## [Assigned task]
Of the records that follow, copy only the lines from the line containing "self.col += 1;" to the line containing "use std::fmt;", both included, exactly as written.

## [Task data]
_ _ _ _ _

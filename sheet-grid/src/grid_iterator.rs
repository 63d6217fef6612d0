//
// Copyright (c) Denis Kotov. All rights reserved.
// Licensed under the MIT License. See LICENSE file in the project root for full license information.
//

//! Grid iterators

use crate::grid::{Extent, Scale, SheetRect};

/// Raster-scan iterator over all grid cells covering an extent.
///
/// Cells are walked row by row from the north-west corner, west to east.
/// The walk is over integer cell indices, so cell edges are identical for
/// every extent at a given scale and no floating-point step accumulates.
pub struct GridIterator {
    col: i64,
    row: i64,
    col0: i64,
    row0: i64,
    col_end: i64,
    row_end: i64,
    step_x: f64,
    step_y: f64,
    finished: bool,
}

impl GridIterator {
    pub fn new(extent: &Extent, scale: Scale) -> GridIterator {
        let (step_x, step_y) = scale.step();
        let col0 = (extent.minx / step_x).floor() as i64;
        let col_end = (extent.maxx / step_x).ceil() as i64;
        // rows count down; a row index is the cell's north edge
        let row0 = (extent.maxy / step_y).ceil() as i64;
        let row_end = (extent.miny / step_y).floor() as i64;
        GridIterator {
            col: col0,
            row: row0,
            col0,
            row0,
            // degenerate extents still cover one cell
            col_end: col_end.max(col0 + 1),
            row_end: row_end.min(row0 - 1),
            step_x,
            step_y,
            finished: false,
        }
    }

    /// Grid size as `(columns, rows)`
    pub fn dimensions(&self) -> (u64, u64) {
        (
            (self.col_end - self.col0) as u64,
            (self.row0 - self.row_end) as u64,
        )
    }
}

impl Iterator for GridIterator {
    type Item = SheetRect;

    fn next(&mut self) -> Option<SheetRect> {
        if self.finished {
            return None;
        }
        let cell = SheetRect {
            west: self.col as f64 * self.step_x,
            north: self.row as f64 * self.step_y,
            east: (self.col + 1) as f64 * self.step_x,
            south: (self.row - 1) as f64 * self.step_y,
        };
        if self.col + 1 < self.col_end {
            self.col += 1;
        } else if self.row - 1 > self.row_end {
            self.col = self.col0;
            self.row -= 1;
        } else {
            self.finished = true;
        }
        Some(cell)
    }
}
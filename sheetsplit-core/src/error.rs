//
// Copyright (c) Denis Kotov. All rights reserved.
// Licensed under the MIT License. See LICENSE file in the project root for full license information.
//

//! Error types shared by all splitter components

use sheet_grid::UnsupportedScale;
use std::error;
use std::fmt;
use std::io;

#[derive(Debug)]
pub enum Error {
    /// Scale denominator outside {1000000, 100000, 50000, 25000}
    UnsupportedScale(u32),
    /// Output root missing or not a directory
    InvalidOutputPath(String),
    /// Source dataset could not be opened
    DatasetOpen { path: String, message: String },
    /// Layer geometry type outside the supported set
    UnsupportedGeometryType(String),
    /// Configuration file unreadable or invalid
    Config(String),
    /// Datasource read or write failure
    Datasource(String),
    Io(io::Error),
}

pub type Result<T> = std::result::Result<T, Error>;

impl fmt::Display for Error {
    fn fmt(&self, f: &mut fmt::Formatter<'_>) -> fmt::Result {
        match self {
            Error::UnsupportedScale(denom) => write!(
                f,
                "unsupported scale denominator {} (supported: 1000000, 100000, 50000, 25000)",
                denom
            ),
            Error::InvalidOutputPath(path) => {
                write!(f, "output path '{}' is not an existing directory", path)
            }
            Error::DatasetOpen { path, message } => {
                write!(f, "cannot open dataset '{}': {}", path, message)
            }
            Error::UnsupportedGeometryType(name) => {
                write!(f, "unsupported geometry type {}", name)
            }
            Error::Config(message) => write!(f, "configuration error: {}", message),
            Error::Datasource(message) => write!(f, "datasource error: {}", message),
            Error::Io(err) => write!(f, "I/O error: {}", err),
        }
    }
}

impl error::Error for Error {
    fn source(&self) -> Option<&(dyn error::Error + 'static)> {
        match self {
            Error::Io(err) => Some(err),
            _ => None,
        }
    }
}

impl From<io::Error> for Error {
    fn from(err: io::Error) -> Error {
        Error::Io(err)
    }
}

impl From<UnsupportedScale> for Error {
    fn from(err: UnsupportedScale) -> Error {
        Error::UnsupportedScale(err.0)
    }
}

_ _ _ _ _

## [Response below]
            self.col += 1;
        } else if self.row - 1 > self.row_end {
            self.col = self.col0;
            self.row -= 1;
        } else {
            self.finished = true;
        }
        Some(cell)
    }
}
filename sheetsplit-core/src/error.rs
//
// Copyright (c) Denis Kotov. All rights reserved.
// Licensed under the MIT License. See LICENSE file in the project root for full license information.
//

//! Error types shared by all splitter components

use sheet_grid::UnsupportedScale;
use std::error;
use std::fmt;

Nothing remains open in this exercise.